━━━━━ Extracted data
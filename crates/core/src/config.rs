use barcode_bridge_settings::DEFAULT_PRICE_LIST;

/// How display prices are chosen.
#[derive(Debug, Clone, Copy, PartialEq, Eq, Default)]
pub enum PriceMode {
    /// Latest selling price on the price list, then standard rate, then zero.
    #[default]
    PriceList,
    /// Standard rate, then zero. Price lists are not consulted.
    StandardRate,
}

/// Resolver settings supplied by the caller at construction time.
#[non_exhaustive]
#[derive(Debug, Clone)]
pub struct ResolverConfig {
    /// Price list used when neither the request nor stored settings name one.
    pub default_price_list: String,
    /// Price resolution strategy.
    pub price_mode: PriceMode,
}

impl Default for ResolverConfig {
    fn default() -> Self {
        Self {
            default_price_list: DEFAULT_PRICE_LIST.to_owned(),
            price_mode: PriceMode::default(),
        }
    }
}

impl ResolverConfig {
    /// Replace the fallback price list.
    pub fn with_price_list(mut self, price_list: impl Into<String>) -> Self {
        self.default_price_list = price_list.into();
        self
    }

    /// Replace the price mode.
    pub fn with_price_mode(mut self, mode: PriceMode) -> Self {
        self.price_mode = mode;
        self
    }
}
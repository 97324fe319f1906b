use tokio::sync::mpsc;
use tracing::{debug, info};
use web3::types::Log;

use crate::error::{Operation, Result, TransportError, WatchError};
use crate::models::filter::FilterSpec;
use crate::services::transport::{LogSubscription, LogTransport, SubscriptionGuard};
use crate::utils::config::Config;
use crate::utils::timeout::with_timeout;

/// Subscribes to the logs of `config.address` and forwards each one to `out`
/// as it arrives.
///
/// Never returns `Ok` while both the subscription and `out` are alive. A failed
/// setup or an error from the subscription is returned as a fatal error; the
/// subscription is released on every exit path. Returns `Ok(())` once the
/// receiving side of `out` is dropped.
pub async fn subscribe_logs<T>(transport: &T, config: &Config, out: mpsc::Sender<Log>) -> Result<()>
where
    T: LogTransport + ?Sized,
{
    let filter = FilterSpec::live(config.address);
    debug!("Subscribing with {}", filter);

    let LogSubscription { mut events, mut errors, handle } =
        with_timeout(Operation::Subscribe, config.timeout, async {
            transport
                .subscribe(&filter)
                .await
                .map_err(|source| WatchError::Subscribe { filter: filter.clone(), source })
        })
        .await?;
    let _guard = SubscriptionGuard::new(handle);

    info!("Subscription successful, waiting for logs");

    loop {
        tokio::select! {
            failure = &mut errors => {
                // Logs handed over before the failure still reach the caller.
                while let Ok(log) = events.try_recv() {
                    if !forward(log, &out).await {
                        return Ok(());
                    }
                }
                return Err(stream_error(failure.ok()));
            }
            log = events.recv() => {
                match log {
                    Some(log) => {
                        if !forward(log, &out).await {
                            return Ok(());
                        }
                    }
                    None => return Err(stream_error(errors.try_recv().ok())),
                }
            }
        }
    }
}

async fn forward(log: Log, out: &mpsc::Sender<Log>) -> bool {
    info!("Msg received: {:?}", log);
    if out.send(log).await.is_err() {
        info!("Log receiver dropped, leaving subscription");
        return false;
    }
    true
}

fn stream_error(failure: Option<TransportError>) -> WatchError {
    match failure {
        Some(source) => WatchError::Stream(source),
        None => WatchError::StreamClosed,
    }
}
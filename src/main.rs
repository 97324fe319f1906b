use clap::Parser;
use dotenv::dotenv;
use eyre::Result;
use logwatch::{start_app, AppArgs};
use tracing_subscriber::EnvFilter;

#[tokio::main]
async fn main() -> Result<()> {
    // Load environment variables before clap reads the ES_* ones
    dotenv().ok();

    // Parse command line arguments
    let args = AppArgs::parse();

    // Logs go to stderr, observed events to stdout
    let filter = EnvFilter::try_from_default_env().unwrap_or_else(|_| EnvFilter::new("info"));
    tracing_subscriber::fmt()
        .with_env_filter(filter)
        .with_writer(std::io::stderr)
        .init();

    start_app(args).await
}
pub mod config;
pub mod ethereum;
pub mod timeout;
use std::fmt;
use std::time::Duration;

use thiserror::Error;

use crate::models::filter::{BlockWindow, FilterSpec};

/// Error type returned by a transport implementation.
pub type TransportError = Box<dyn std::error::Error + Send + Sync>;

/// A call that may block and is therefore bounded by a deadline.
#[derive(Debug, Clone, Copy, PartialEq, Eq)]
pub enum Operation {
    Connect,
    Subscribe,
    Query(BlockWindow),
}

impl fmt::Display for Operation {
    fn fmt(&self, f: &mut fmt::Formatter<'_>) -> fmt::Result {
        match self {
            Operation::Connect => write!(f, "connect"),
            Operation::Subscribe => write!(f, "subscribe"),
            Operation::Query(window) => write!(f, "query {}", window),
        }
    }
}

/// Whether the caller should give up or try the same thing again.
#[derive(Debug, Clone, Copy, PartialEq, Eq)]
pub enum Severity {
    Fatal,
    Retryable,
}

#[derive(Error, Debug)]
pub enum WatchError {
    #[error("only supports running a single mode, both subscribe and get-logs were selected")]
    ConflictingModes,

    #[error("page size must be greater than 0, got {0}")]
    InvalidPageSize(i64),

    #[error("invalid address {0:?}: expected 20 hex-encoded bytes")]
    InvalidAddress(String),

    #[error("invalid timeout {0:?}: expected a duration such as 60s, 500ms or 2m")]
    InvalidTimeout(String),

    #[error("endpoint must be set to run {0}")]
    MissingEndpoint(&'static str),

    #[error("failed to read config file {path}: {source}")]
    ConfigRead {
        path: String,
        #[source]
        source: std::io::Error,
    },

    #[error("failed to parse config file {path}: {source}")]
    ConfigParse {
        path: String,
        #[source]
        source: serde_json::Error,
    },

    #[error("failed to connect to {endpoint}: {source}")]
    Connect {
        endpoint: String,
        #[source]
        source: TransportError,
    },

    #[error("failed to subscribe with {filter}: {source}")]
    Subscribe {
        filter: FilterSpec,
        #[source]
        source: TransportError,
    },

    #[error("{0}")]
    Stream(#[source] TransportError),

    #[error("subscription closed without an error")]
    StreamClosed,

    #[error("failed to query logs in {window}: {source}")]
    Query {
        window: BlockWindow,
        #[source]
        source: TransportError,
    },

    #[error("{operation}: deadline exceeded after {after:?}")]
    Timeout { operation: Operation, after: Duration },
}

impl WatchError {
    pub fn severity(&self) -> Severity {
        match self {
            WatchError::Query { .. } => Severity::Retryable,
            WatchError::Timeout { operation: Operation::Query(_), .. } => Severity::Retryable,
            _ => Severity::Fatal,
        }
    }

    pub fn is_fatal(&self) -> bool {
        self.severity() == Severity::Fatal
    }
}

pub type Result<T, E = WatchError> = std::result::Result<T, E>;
━━━━━━━━━━
Your instructions:
Search the listing for the word "tokio" and return each line that holds it.

Response below:
use tokio::sync::mpsc;
        tokio::select! {
#[tokio::main]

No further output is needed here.